Bernie Madoff says banks ‘had to know’ of fraud

Written by Biloxi

Bernie Madoff, who is serving a 150-year sentence for milking millions of dollars from investors in a Ponzi scheme had a lot to say in prison in what banks knew in his Ponzi scheme. JP Morgan Chase who is being sued by Madoff trustee deny that the bank knew or was an accomplice in Madoff's Ponzi scheme. Madoff disagrees according to the NY Times:

“They had to know,” Mr. Madoff said. “But the attitude was sort of, ‘If you’re doing something wrong, we don’t want to know.’ ”

While he acknowledged his guilt in the interview and said nothing could excuse his crimes, he focused his comments laserlike on the big investors and giant institutions he dealt with, not on the financial pain he caused thousands of his more modest investors. In an e-mail written on Jan. 13, he observed that many long-term clients made more in legitimate profits from him in the years before the fraud than they could have elsewhere. “I would have loved for them to not lose anything, but that was a risk they were well aware of by investing in the market,” he wrote.

Mr. Madoff said he was startled to learn about some of the e-mails and messages raising doubts about his results — now emerging in lawsuits — that bankers were passing around before his scheme collapsed.

“I’m reading more now about how suspicious they were than I ever realized at the time,” he said with a faint smile.

He did not assert that any specific bank or fund knew about or was an accomplice in his Ponzi scheme, which lasted at least 16 years and consumed about $20 billion in lost cash and almost $65 billion in paper wealth. Rather, he cited a failure to conduct normal scrutiny.

And Mr. Madoff provided information to Irving Picard, Madoff's trustee, to help uncover assets for the victims of Madoff and not to provide him with criminal evidence against the banks:

In some e-mails, Mr. Madoff conceded that Mr. Picard’s team conducted its own investigation into the withdrawals made by some big clients, in the years before the Ponzi scheme collapsed, to determine who might have known what and when. Such withdrawals could indicate that investors could have been aware of the fraud, which could increase their liability.

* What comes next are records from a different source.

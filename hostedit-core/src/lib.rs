//! Host Editor Core Library
//!
//! The editing workflow for a single host configuration of a remote-session
//! client:
//! - Charset catalog (process-wide, built once in the background)
//! - Session binding (live bridge of the host under edit)
//! - Editor coordination (validity state machine gating the commit action)
//!
//! Storage, the session-management service and the editor view are external
//! collaborators, abstracted through traits.

pub mod charset;
pub mod error;
pub mod services;
pub mod traits;
pub mod types;

#[cfg(test)]
mod test_utils;

// Re-export common types
pub use charset::CharsetCatalog;
pub use error::{CoreError, CoreResult};
pub use services::{EditorContext, EditorCoordinator, SessionBinder};
pub use traits::{EditorView, HostRepository, PubkeyRepository, SessionService};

And what did JP Morgan Chase know about Madoff's fraud? According to the Wall Street Journal, JPMorgan Chase CEO knew of the banks' decision to pull money out from hedge funds that were Madoff-related but wasn't informed of report of red flags on Madoff's Ponzi practices:

J.P. Morgan Chase & Co. Chief Executive James Dimon wasn't informed about a formal report that raised suspicions about Bernard Madoff prior to Madoff's arrest. But he did know about the bank's 2008 decision to pull money from many hedge funds, some of which turned out to be Madoff-related, according to people familiar with the Madoff case.

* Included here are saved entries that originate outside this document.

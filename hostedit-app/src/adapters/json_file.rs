//! JSON file host repository
//!
//! Keeps every host in a single JSON document. File I/O runs on the
//! blocking pool; the parsed document is cached after the first read.

use std::path::{Path, PathBuf};
use std::sync::Arc;

use async_trait::async_trait;
use hostedit_core::error::{CoreError, CoreResult};
use hostedit_core::traits::HostRepository;
use hostedit_core::types::{HostId, HostRecord};
use serde::{Deserialize, Serialize};
use tokio::sync::RwLock;

const MAX_STORE_FILE_SIZE: u64 = 10 * 1024 * 1024; // 10MB

/// On-disk document
#[derive(Debug, Clone, Default, Serialize, Deserialize)]
#[serde(rename_all = "camelCase")]
struct HostStoreFile {
    next_id: i64,
    hosts: Vec<HostRecord>,
}

impl HostStoreFile {
    fn allocate_id(&mut self) -> HostId {
        let highest = self
            .hosts
            .iter()
            .filter_map(|h| h.id.map(HostId::get))
            .max()
            .unwrap_or(0);
        let id = self.next_id.max(highest + 1).max(1);
        self.next_id = id + 1;
        HostId::new(id)
    }
}

/// Host repository persisted to a JSON file
pub struct JsonFileHostRepository {
    path: PathBuf,
    cache: Arc<RwLock<Option<HostStoreFile>>>,
}

impl JsonFileHostRepository {
    #[must_use]
    pub fn new(path: impl Into<PathBuf>) -> Self {
        Self {
            path: path.into(),
            cache: Arc::new(RwLock::new(None)),
        }
    }

    pub fn path(&self) -> &Path {
        &self.path
    }

    fn read_sync(path: &Path) -> CoreResult<HostStoreFile> {
        if !path.exists() {
            log::debug!("Host store {path:?} does not exist yet");
            return Ok(HostStoreFile::default());
        }

        let metadata = std::fs::metadata(path)
            .map_err(|e| CoreError::StorageError(format!("Failed to read store metadata: {e}")))?;
        if metadata.len() > MAX_STORE_FILE_SIZE {
            return Err(CoreError::StorageError(format!(
                "Store file too large: {} bytes (max: {} bytes)",
                metadata.len(),
                MAX_STORE_FILE_SIZE
            )));
        }

        let content = std::fs::read_to_string(path)
            .map_err(|e| CoreError::StorageError(format!("Failed to read store file: {e}")))?;
        if content.trim().is_empty() {
            return Ok(HostStoreFile::default());
        }
        serde_json::from_str(&content)
            .map_err(|e| CoreError::SerializationError(format!("Invalid host store format: {e}")))
    }

    fn write_sync(path: &Path, store: &HostStoreFile) -> CoreResult<()> {
        if let Some(parent) = path.parent() {
            std::fs::create_dir_all(parent)
                .map_err(|e| CoreError::StorageError(format!("Failed to create directory: {e}")))?;
        }
        let json = serde_json::to_string_pretty(store)?;

        // write-then-rename so a crash never leaves a truncated store
        let tmp = path.with_extension("json.tmp");
        std::fs::write(&tmp, json)
            .map_err(|e| CoreError::StorageError(format!("Failed to write store file: {e}")))?;
        std::fs::rename(&tmp, path)
            .map_err(|e| CoreError::StorageError(format!("Failed to replace store file: {e}")))
    }

    async fn load(&self) -> CoreResult<HostStoreFile> {
        {
            let cache = self.cache.read().await;
            if let Some(ref store) = *cache {
                return Ok(store.clone());
            }
        }

        let mut cache = self.cache.write().await;
        if let Some(ref store) = *cache {
            return Ok(store.clone());
        }

        let path = self.path.clone();
        let store = tokio::task::spawn_blocking(move || Self::read_sync(&path))
            .await
            .map_err(|e| CoreError::StorageError(format!("Task join error: {e}")))??;
        log::info!("Loaded {} hosts from {:?}", store.hosts.len(), self.path);
        *cache = Some(store.clone());
        Ok(store)
    }

    /// Apply `change` to the document and persist it, holding the cache
    /// lock for the whole read-modify-write.
    async fn modify<T, F>(&self, change: F) -> CoreResult<T>
    where
        F: FnOnce(&mut HostStoreFile) -> T + Send,
        T: Send,
    {
        let mut cache = self.cache.write().await;

        let mut store = match cache.take() {
            Some(store) => store,
            None => {
                let path = self.path.clone();
                tokio::task::spawn_blocking(move || Self::read_sync(&path))
                    .await
                    .map_err(|e| CoreError::StorageError(format!("Task join error: {e}")))??
            }
        };

        let result = change(&mut store);

        let path = self.path.clone();
        let to_write = store.clone();
        tokio::task::spawn_blocking(move || Self::write_sync(&path, &to_write))
            .await
            .map_err(|e| CoreError::StorageError(format!("Task join error: {e}")))??;

        *cache = Some(store);
        Ok(result)
    }
}

#[async_trait]
impl HostRepository for JsonFileHostRepository {
    async fn find_all(&self) -> CoreResult<Vec<HostRecord>> {
        Ok(self.load().await?.hosts)
    }

    async fn find_by_id(&self, id: HostId) -> CoreResult<Option<HostRecord>> {
        Ok(self
            .load()
            .await?
            .hosts
            .into_iter()
            .find(|h| h.id == Some(id)))
    }

    async fn save(&self, host: &HostRecord) -> CoreResult<HostId> {
        let mut host = host.clone();
        let id = self
            .modify(move |store| {
                let id = match host.id {
                    Some(id) => id,
                    None => store.allocate_id(),
                };
                host.id = Some(id);
                match store.hosts.iter_mut().find(|h| h.id == Some(id)) {
                    Some(existing) => *existing = host,
                    None => store.hosts.push(host),
                }
                id
            })
            .await?;
        log::debug!("Host {id} written to {:?}", self.path);
        Ok(id)
    }

    async fn delete(&self, id: HostId) -> CoreResult<()> {
        self.modify(|store| store.hosts.retain(|h| h.id != Some(id)))
            .await
    }
}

It wasn't until after Mr. Madoff's December 2008 arrest that the CEO was given a full accounting of the firm's exposure and told that some of the funds had ties to Mr. Madoff, these people added.

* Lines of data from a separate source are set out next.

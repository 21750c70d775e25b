//! Headless editor view
//!
//! The command line has no form to populate; the view records what the
//! editor handed it so commands can check input against the catalog.

use std::sync::{Arc, Mutex, PoisonError};

use hostedit_core::traits::EditorView;
use hostedit_core::types::{CharsetMap, HostRecord, PubkeyChoice};

#[derive(Default)]
pub struct ConsoleView {
    catalog: Mutex<Option<Arc<CharsetMap>>>,
}

impl ConsoleView {
    pub fn new() -> Arc<Self> {
        Arc::new(Self::default())
    }

    pub fn catalog(&self) -> Option<Arc<CharsetMap>> {
        self.catalog
            .lock()
            .unwrap_or_else(PoisonError::into_inner)
            .clone()
    }

    /// Resolve user input to an encoding name. Accepts either the name or
    /// its display name, case-insensitively.
    pub fn resolve_encoding(&self, input: &str) -> Option<String> {
        let catalog = self.catalog()?;
        catalog.iter().find_map(|(display, name)| {
            (display.eq_ignore_ascii_case(input) || name.eq_ignore_ascii_case(input))
                .then(|| name.clone())
        })
    }
}

impl EditorView for ConsoleView {
    fn show_host(&self, host: Option<&HostRecord>, pubkeys: &[PubkeyChoice]) {
        match host {
            Some(host) => tracing::debug!(
                "Editing {} ({}@{}:{}), {} key choices",
                host.nickname,
                host.username,
                host.hostname,
                host.port,
                pubkeys.len()
            ),
            None => tracing::debug!("Creating a new host, {} key choices", pubkeys.len()),
        }
    }

    fn set_catalog(&self, catalog: Arc<CharsetMap>) {
        *self.catalog.lock().unwrap_or_else(PoisonError::into_inner) = Some(catalog);
    }
}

What J.P. Morgan executives knew about Madoff is at the heart of a lawsuit alleging that J.P. Morgan Chase ignored or dismissed warning signs about the fraud even as it earned hundreds of millions from its relationship with the firm. The suit was filed last December by Irving Picard, the trustee seeking to recover money for Mr. Madoff's victims, and unsealed earlier this month


Of course, Mr. Madoff had asserted that banks and hedge funds "were complicit" in his Ponzi scheme. The question how many more major banks and hedge funds ignored the warning signs of Madoff's fraud yet profits from their relationship to Madoff?